2012-07-10 Thread Ryan Culpepper

On 07/10/2012 10:51 AM, Eli Barzilay wrote:

20 minutes ago, Marijn wrote:


It seems to me that both these results cannot be correct
simultaneously, but I'll await the experts' opinion on that.


This does look weird:

   #lang racket
   (define-for-syntax (f stx) #`(let ([x 1]) #,stx))
   (define-syntax (m stx)
 (with-syntax ([zz (f #'x)]) #`(let ([x 2]) zz)))
   (m)

evaluates to 1, but if I change the first two stx names into x
*or* if I change the argument name for the macro to x, then it
returns 2.


The difference between

(define-for-syntax (f1 stx) #`(let ([x 1]) #,stx)

and

(define-for-syntax (f2 x) #`(let ([x 1]) #,x)

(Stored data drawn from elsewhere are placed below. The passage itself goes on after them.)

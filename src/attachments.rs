//! Two-phase attachment sends: store the blob, then append the message.
//!
//! The two phases are not transactional. Phase-1 failure aborts the send
//! entirely; phase-2 failure after a stored blob leaves an orphan, which is
//! logged and surfaced as [`CoreError::PartialFailure`], never retried or
//! cleaned up here.

use std::sync::Arc;

use chrono::Utc;
use tracing::{debug, instrument, warn};
use uuid::Uuid;

use crate::error::CoreError;
use crate::messaging::MessageLog;
use crate::models::conversation::ConversationKey;
use crate::models::message::{Message, MessageDraft, MessageKind};
use crate::store::{Actor, BlobStore};

/// Key namespace attachments are stored under, per conversation.
pub const ATTACHMENT_NAMESPACE: &str = "chat_attachments";

/// Message text shown for generic file attachments.
pub const FILE_SUMMARY: &str = "Sent an attachment";

/// Message text shown for voice notes.
pub const VOICE_NOTE_SUMMARY: &str = "Voice note";

#[derive(Clone)]
pub struct AttachmentPipeline {
    blobs: Arc<dyn BlobStore>,
    log: MessageLog,
}

impl AttachmentPipeline {
    pub fn new(blobs: Arc<dyn BlobStore>, log: MessageLog) -> Self {
        Self { blobs, log }
    }

    /// Stores a generic file and appends the referencing `file` message.
    #[instrument(skip(self, sender, bytes), fields(conversation_id = %conversation_id, file_name = %file_name))]
    pub async fn send_file(
        &self,
        sender: &Actor,
        conversation_id: &str,
        file_name: &str,
        bytes: &[u8],
    ) -> Result<Message, CoreError> {
        self.require_persisted(conversation_id)?;

        // Collision-resistant key: timestamp-prefixed original name.
        let key = format!(
            "{ATTACHMENT_NAMESPACE}/{conversation_id}/{}_{file_name}",
            Utc::now().timestamp_millis()
        );
        let url = self.blobs.put(&key, bytes).await?;

        let mut draft =
            MessageDraft::typed(sender.role, &sender.id, MessageKind::File, FILE_SUMMARY);
        draft.file_url = Some(url);
        draft.file_name = Some(file_name.to_string());
        self.append_or_orphan(conversation_id, draft, key).await
    }

    /// Stores a voice capture and appends the referencing `audio` message.
    /// A zero-byte capture is discarded before phase 1: no upload, no
    /// message.
    #[instrument(skip(self, sender, bytes), fields(conversation_id = %conversation_id))]
    pub async fn send_voice_note(
        &self,
        sender: &Actor,
        conversation_id: &str,
        bytes: &[u8],
        duration_secs: u32,
    ) -> Result<Option<Message>, CoreError> {
        if bytes.is_empty() {
            debug!("discarding zero-byte voice capture");
            return Ok(None);
        }
        self.require_persisted(conversation_id)?;

        let file_name = format!("voice_note_{}.webm", Uuid::new_v4());
        let key = format!("{ATTACHMENT_NAMESPACE}/{conversation_id}/{file_name}");
        let url = self.blobs.put(&key, bytes).await?;

        let mut draft =
            MessageDraft::typed(sender.role, &sender.id, MessageKind::Audio, VOICE_NOTE_SUMMARY);
        draft.file_url = Some(url);
        draft.file_name = Some(file_name);
        draft.duration = Some(duration_secs);
        self.append_or_orphan(conversation_id, draft, key)
            .await
            .map(Some)
    }

    fn require_persisted(&self, conversation_id: &str) -> Result<(), CoreError> {
        if ConversationKey::parse(conversation_id).is_ephemeral() {
            return Err(CoreError::PreconditionFailure(format!(
                "attachments require a persisted conversation, got {conversation_id}"
            )));
        }
        Ok(())
    }

    /// Phase 2. On failure the blob at `blob_key` has no referencing
    /// message; that outcome is logged and reported, nothing else.
    async fn append_or_orphan(
        &self,
        conversation_id: &str,
        draft: MessageDraft,
        blob_key: String,
    ) -> Result<Message, CoreError> {
        match self.log.append(conversation_id, draft).await {
            Ok(message) => Ok(message),
            Err(source) => {
                warn!(blob_key = %blob_key, error = %source, "orphaned attachment blob");
                Err(CoreError::PartialFailure {
                    blob_key,
                    source: Box::new(source),
                })
            }
        }
    }
}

is that the 'x' in the template in the 'f2' is not bound-identifier=? to 
the 'x' that appears in the template of 'm', because it has a rename 
wrap due to the 'x' formal parameter of 'f2'. That is, 'f2' behaves 
essentially the same as


(define-for-syntax (f2* x*) #`(let ([x* 1]) #,x*)

A likely mistake is to think that the wrap generated by the 'x' in 'f2' 
doesn't count because it happens before we get around to the real 
macro expansion that you care about. But that's not the case (at least 
in Racket).


A good rule of thumb is to never use local variable names in your macro 
implementation (including compile-time auxiliary functions) that also 
appear in the macro's template (including etc).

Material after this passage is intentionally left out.